The posemaskrcnn object performs pose estimation of objects in an image using a pretrained Pose Mask R-CNN network, a region-based convolutional neural network designed for six degrees-of-freedom (6-DoF) pose estimation.

Note

This functionality requires Deep Learning Toolbox™ and the Computer Vision Toolbox™ Model for Pose Mask R-CNN 6-DoF Object Pose Estimation. You can install the Computer Vision Toolbox Model for Pose Mask R-CNN 6-DoF Object Pose Estimation from Add-On Explorer. For more information about installing add-ons, see Get and Manage Add-Ons.

Creation

Description

net = posemaskrcnn(pretrainedNet) creates a pretrained Pose Mask R-CNN pose estimation network net by using the specified pretrained Pose Mask R-CNN deep learning network.

example

net = posemaskrcnn(pretrainedNet,classNames) creates a pretrained Pose Mask R-CNN pose estimation network, and configures it to perform transfer learning using a set of object classes specified by the classNames argument. For optimal results, train the network on new training data before performing pose estimation.

net = posemaskrcnn(pretrainedNet,classNames,anchorBoxes) creates a pretrained Pose Mask R-CNN network, and configures it to perform transfer learning using a set of object classes and anchor boxes specified by the classNames and anchorBoxes arguments, respectively. For optimal results, train the network on new training data before performing pose estimation.

net = posemaskrcnn(___,Name=Value) specifies options using name-value arguments to specify ROI pooling sizes in addition to any combination of input arguments from previous syntaxes. You can also use name-value arguments to set the ModelName and ImageInputSize properties.

For example, PoolSize=[11 11] specifies the ROI pooling size for the detection head as 11-by-11 pixels.

Input Arguments

expand all

Pretrained Pose Mask R-CNN deep learning network, specified as one of these:

  • "resnet50-pvc-parts" — A pretrained Pose Mask R-CNN deep learning network trained on images of PVC pipe connectors in various orientations. You can use the resulting pose estimation network to perform pose estimation on a custom bin-picking data set by using the predictPose object function.

  • "resnet50-coco" — A pretrained Pose Mask R-CNN deep learning network which uses weights from a Mask R-CNN deep learning network with ResNet-50 as a backbone, trained on the COCO data set for instance segmentation. To train a pose estimation network created using this pretrained deep learning network, you must use the trainPoseMaskRCNN function in two stages: first with a trainingMode argument value of "mask", and then with a trainingMode value of "pose-and-mask".

Data Types: char | string

Names of the object classes that the Pose Mask R-CNN network is trained to estimate pose for, specified as a vector of strings, cell array of character vectors, or categorical vector. This argument sets the ClassNames property of the posemaskrcnn object.

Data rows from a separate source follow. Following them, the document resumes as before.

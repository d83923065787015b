use std::fmt::Display;

use itertools::Itertools;
use serde::{Deserialize, Serialize};

use crate::{GridCoord, Maze, MazeCell};

#[derive(Debug, Clone, Copy, PartialEq, Eq, Hash, Serialize, Deserialize)]
#[repr(u8)]
/// What an agent can do with a cell
pub enum Walkability {
    /// Not enterable. Also what every off-grid read returns
    Blocked = 0,
    /// Standable ground
    Free = 1,
    /// A diamond, always enterable
    Goal = 2,
    /// A ladder, always enterable and the only way to change rows
    Ladder = 3,
    /// Standable ground over a slow platform
    Slow = 4,
}

impl Walkability {
    /// Anything but [Walkability::Blocked]
    pub fn is_walkable(self) -> bool {
        self != Walkability::Blocked
    }
}

#[derive(Debug, Clone, PartialEq, Eq)]
/// The walkability of every cell of a [Maze], computed in one pass
pub struct WalkabilityMatrix {
    rows: usize,
    cols: usize,
    cells: Vec<Walkability>,
}

impl WalkabilityMatrix {
    /// Derive walkability from the raw layout
    ///
    /// Diamonds and ladders are always walkable. An empty cell away from the border is standable
    /// ground when there is a platform directly above and directly below it, and it is slow when
    /// the one below is a slow platform. Everything else is blocked.
    ///
    /// This has to be rerun from scratch whenever a diamond moves, since that can change whether
    /// the neighbouring cells are standable.
    pub fn compute(maze: &Maze) -> Self {
        let rows = maze.rows();
        let cols = maze.cols();

        let cells = maze
            .coords()
            .map(|coord| {
                let interior = coord.row > 0
                    && coord.col > 0
                    && (coord.row as usize) < rows - 1
                    && (coord.col as usize) < cols - 1;

                match maze.get(coord) {
                    Some(MazeCell::Goal) => Walkability::Goal,
                    Some(MazeCell::Ladder) => Walkability::Ladder,
                    Some(MazeCell::Empty) if interior => {
                        let above = maze.get(coord.offset((-1, 0)));
                        let below = maze.get(coord.offset((1, 0)));

                        match (above, below) {
                            (Some(a), Some(MazeCell::Platform)) if a.is_solid() => {
                                Walkability::Free
                            }
                            (Some(a), Some(MazeCell::SlowPlatform)) if a.is_solid() => {
                                Walkability::Slow
                            }
                            _ => Walkability::Blocked,
                        }
                    }
                    _ => Walkability::Blocked,
                }
            })
            .collect();

        Self { rows, cols, cells }
    }

    #[allow(missing_docs)]
    pub fn rows(&self) -> usize {
        self.rows
    }

    #[allow(missing_docs)]
    pub fn cols(&self) -> usize {
        self.cols
    }

    /// Walkability at `coord`. Off-grid coordinates are [Walkability::Blocked]
    pub fn get(&self, coord: GridCoord) -> Walkability {
        if coord.row < 0 || coord.col < 0 {
            return Walkability::Blocked;
        }
        let (row, col) = (coord.row as usize, coord.col as usize);
        if row >= self.rows || col >= self.cols {
            return Walkability::Blocked;
        }

        self.cells[row * self.cols + col]
    }

    /// Shorthand for `get(coord).is_walkable()`
    pub fn is_walkable(&self, coord: GridCoord) -> bool {
        self.get(coord).is_walkable()
    }

    /// Shorthand for `get(coord) == Walkability::Ladder`
    pub fn is_ladder(&self, coord: GridCoord) -> bool {
        self.get(coord) == Walkability::Ladder
    }

    fn coords_where(&self, value: Walkability) -> Vec<GridCoord> {
        (0..self.rows as i32)
            .cartesian_product(0..self.cols as i32)
            .map(GridCoord::from)
            .filter(|c| self.get(*c) == value)
            .collect()
    }

    /// Every diamond, row-major
    pub fn goal_locations(&self) -> Vec<GridCoord> {
        self.coords_where(Walkability::Goal)
    }

    /// Every plain standable cell, row-major
    ///
    /// These are the candidate spots for a relocated diamond.
    pub fn walkable_locations(&self) -> Vec<GridCoord> {
        self.coords_where(Walkability::Free)
    }
}

impl Display for WalkabilityMatrix {
    fn fmt(&self, f: &mut std::fmt::Formatter<'_>) -> std::fmt::Result {
        for row in self.cells.chunks(self.cols) {
            writeln!(f, "{}", row.iter().map(|w| *w as u8).join(" "))?;
        }
        Ok(())
    }
}
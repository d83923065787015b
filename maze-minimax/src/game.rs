use std::{
    fmt::{Debug, Display},
    hash::Hash,
};

use decorum::N64;

/// A turn based game the adversarial strategies can search
///
/// Agents take turns in index order `0, 1, ..., n - 1, 0, ...`. Agent `0` is the maximizing agent
/// and every score is from its point of view.
pub trait GameModel {
    /// A full snapshot of the game
    type State: Clone + Debug;
    /// One move of one agent
    type Action: Copy + Eq + Debug + Display;
    /// What the transposition table is keyed on
    type Key: Hash + Eq + Debug;

    /// How many agents take turns in this state
    fn agent_count(&self, state: &Self::State) -> usize;

    /// The moves `agent_index` may take
    fn legal_moves(&self, state: &Self::State, agent_index: usize) -> Vec<Self::Action>;

    /// A copy of `state` where only `agent_index` has taken `action`
    ///
    /// `state` itself is never modified.
    fn generate_successor(
        &self,
        state: &Self::State,
        agent_index: usize,
        action: Self::Action,
    ) -> Self::State;

    /// Whether the game is over, recording the outcome in the state
    fn is_terminal(&self, state: &mut Self::State) -> bool;

    /// Score a state for agent `0`
    ///
    /// `depth` is the number of rounds left in the search and `player_action` is the move agent
    /// `0` made at the top of this branch, if it had one.
    fn evaluate(
        &self,
        state: &Self::State,
        depth: usize,
        player_action: Option<Self::Action>,
    ) -> N64;

    /// Transposition table key for `state` with `agent_index` to move
    fn transposition_key(&self, state: &Self::State, agent_index: usize) -> Self::Key;
}

/// Who moves after `agent_index`, and with how many rounds left
///
/// The depth only goes down once every agent has moved, when control gets back to agent `0`.
///
/// ```rust
/// use maze_minimax::next_turn;
///
/// assert_eq!(next_turn(0, 3, 2), (1, 2));
/// assert_eq!(next_turn(2, 3, 2), (0, 1));
/// ```
pub fn next_turn(agent_index: usize, agent_count: usize, depth: usize) -> (usize, usize) {
    let next = (agent_index + 1) % agent_count.max(1);
    if next == 0 {
        (next, depth.saturating_sub(1))
    } else {
        (next, depth)
    }
}
//! Run every path search on the same maze side by side

use std::time::{Duration, Instant};

use rayon::prelude::*;
use serde::{Deserialize, Serialize};
use types::{GridCoord, WalkabilityMatrix};

use crate::search::{a_star, bfs, dfs, greedy, path_cost, ucs, CostModel, Heuristic};

#[derive(Debug, Clone, Copy, PartialEq, Eq, Serialize, Deserialize)]
#[serde(rename_all = "kebab-case")]
/// One search configuration taking part in a comparison
pub enum Contender {
    #[allow(missing_docs)]
    Bfs,
    #[allow(missing_docs)]
    Dfs,
    #[allow(missing_docs)]
    Ucs,
    #[allow(missing_docs)]
    AStar(Heuristic),
    #[allow(missing_docs)]
    Greedy,
}

impl Contender {
    /// Every contender, cheapest bookkeeping first
    pub fn all() -> Vec<Contender> {
        vec![
            Contender::Bfs,
            Contender::Dfs,
            Contender::Ucs,
            Contender::AStar(Heuristic::Manhattan),
            Contender::AStar(Heuristic::WeightedManhattan),
            Contender::AStar(Heuristic::LadderAwareManhattan),
            Contender::Greedy,
        ]
    }

    #[allow(missing_docs)]
    pub fn name(&self) -> &'static str {
        match self {
            Contender::Bfs => "bfs",
            Contender::Dfs => "dfs",
            Contender::Ucs => "ucs",
            Contender::AStar(Heuristic::Zero) => "astar (zero)",
            Contender::AStar(Heuristic::Manhattan) => "astar",
            Contender::AStar(Heuristic::WeightedManhattan) => "astar (weighted)",
            Contender::AStar(Heuristic::LadderAwareManhattan) => "astar (ladder aware)",
            Contender::Greedy => "greedy",
        }
    }
}

#[derive(Debug, Clone, Copy, PartialEq, Serialize, Deserialize)]
/// How one contender did
pub struct SearchReport {
    #[allow(missing_docs)]
    pub contender: Contender,
    /// Cells on the path, `None` when no path was found
    pub path_len: Option<usize>,
    /// Cost of the path under the comparison's cost model
    pub cost: Option<i64>,
    /// Cells expanded
    pub visited: usize,
    #[allow(missing_docs)]
    pub elapsed: Duration,
}

/// Run every [Contender] from `start` to `goals`, in parallel
///
/// Reports come back in [Contender::all] order.
pub fn compare_searches(
    walkability: &WalkabilityMatrix,
    start: GridCoord,
    goals: &[GridCoord],
    cost_model: CostModel,
) -> Vec<SearchReport> {
    Contender::all()
        .into_par_iter()
        .map(|contender| {
            let started = Instant::now();
            let outcome = match contender {
                Contender::Bfs => bfs(walkability, start, goals),
                Contender::Dfs => dfs(walkability, start, goals),
                Contender::Ucs => ucs(walkability, start, goals, cost_model),
                Contender::AStar(h) => a_star(walkability, start, goals, cost_model, h),
                Contender::Greedy => greedy(walkability, start, goals),
            };
            let elapsed = started.elapsed();

            SearchReport {
                contender,
                path_len: outcome.as_ref().map(|o| o.path.len()),
                cost: outcome
                    .as_ref()
                    .map(|o| path_cost(walkability, &o.path, cost_model)),
                visited: outcome.as_ref().map_or(0, |o| o.visited.len()),
                elapsed,
            }
        })
        .collect()
}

Data Types: string | cell | categorical

Sizes of the anchor boxes, specified as an M-by-2 matrix, where each row is of the form [height width], in pixels. M is the number of anchor boxes. You can estimate the anchor boxes using the estimateAnchorBoxes function. This argument sets the AnchorBoxes property of the posemaskrcnn object.

Name-Value Arguments

Specify optional pairs of arguments as Name1=Value1,...,NameN=ValueN, where Name is the argument name and Value is the corresponding value. Name-value arguments must appear after other arguments, but the order of the pairs does not matter.

Example: posemaskrcnn("resnet50-pvc-parts",classNames,anchorBoxes,PoolSize=[11 11]) specifies the ROI pooling size for the detection head as 11-by-11 pixels.

ROI pooling size for the detection head, specified as a 2-element row vector of the form [height width]. Adjust the PoolSize value when your data set contains extreme variation in the scale of objects or images.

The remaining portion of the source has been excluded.